Methods: A total of 532 consecutive patients presenting with early arthritis reported on the presence and severity of walking difficulties (Health Assessment Questionnaire question 4a, scale 0-3), and underwent unilateral contrast-enhanced MRI of MTP joints 1-5 at baseline. In total, 107 patients had clinical and MRI data at follow-up (4, 12, and 24 months). MRI inflammation (synovitis, tenosynovitis, and osteitis) was scored in line with the Rheumatoid Arthritis Magnetic Resonance Imaging Scoring system. At baseline, the association of walking disability with MRI inflammation was assessed using regression. Longitudinally, the association between a change in walking disability with a change in MRI inflammation was studied with linear mixed models.
Results: At baseline, 81% of patients with walking disabilities had MRI inflammation at MTP joints, versus 68% without walking disabilities (P < 0.001).

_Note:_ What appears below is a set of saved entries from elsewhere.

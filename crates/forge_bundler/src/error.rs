//! Error types for the bundler.

use thiserror::Error;

/// Result type alias for compile backend operations.
pub type BackendResult<T> = Result<T, BackendError>;

/// A single diagnostic reported by a compile backend.
#[derive(Debug, Clone, PartialEq, Eq)]
pub struct BackendMessage {
    pub text: String,
    pub file: Option<String>,
    pub line: Option<u32>,
    pub column: Option<u32>,
}

impl BackendMessage {
    pub fn new(text: impl Into<String>) -> Self {
        Self {
            text: text.into(),
            file: None,
            line: None,
            column: None,
        }
    }

    pub fn at(mut self, file: impl Into<String>, line: u32, column: u32) -> Self {
        self.file = Some(file.into());
        self.line = Some(line);
        self.column = Some(column);
        self
    }

    pub fn in_file(mut self, file: impl Into<String>) -> Self {
        self.file = Some(file.into());
        self
    }
}

/// Errors raised by a compile backend.
///
/// These never escape [`Bundler::bundle`](crate::Bundler::bundle); they are
/// translated into [`BundleError`](crate::BundleError) entries.
#[derive(Error, Debug)]
pub enum BackendError {
    #[error("Backend already initialized")]
    AlreadyInitialized,

    #[error("Backend initialization failed: {0}")]
    InitializationFailed(String),

    #[error("Build failed with {} error(s)", .0.len())]
    BuildFailed(Vec<BackendMessage>),

    #[error("Could not load {0}")]
    MissingModule(String),

    #[error("Backend error: {0}")]
    Other(String),
}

Total MRI inflammation (i.e., the sum of tenosynovitis, synovitis, and osteitis) was associated with severity of walking disability (β = 0.023, P < 0.001). Studying the MRI features separately, tenosynovitis, synovitis, and osteitis were all univariably associated with severity of walking disability (P < 0.001, P < 0.001, and P = 0.014, respectively). In multivariable analysis, the association was strongest for tenosynovitis. During follow-up, a decrease in MTP inflammation was associated with a decrease in walking disability (β = 0.029, P = 0.001); in multivariable analyses only, tenosynovitis was independently associated (β = 0.073, P = 0.049).
Conclusion: Of the different inflamed tissues in MTP joints, predominantly MRI-detected tenosynovitis was associated with walking disabilities. Likewise a reduction in tenosynovitis related to a decrease in walking disabilities. These results increase our understanding of the involvement of tenosynovitis in walking disabilities in early arthritis.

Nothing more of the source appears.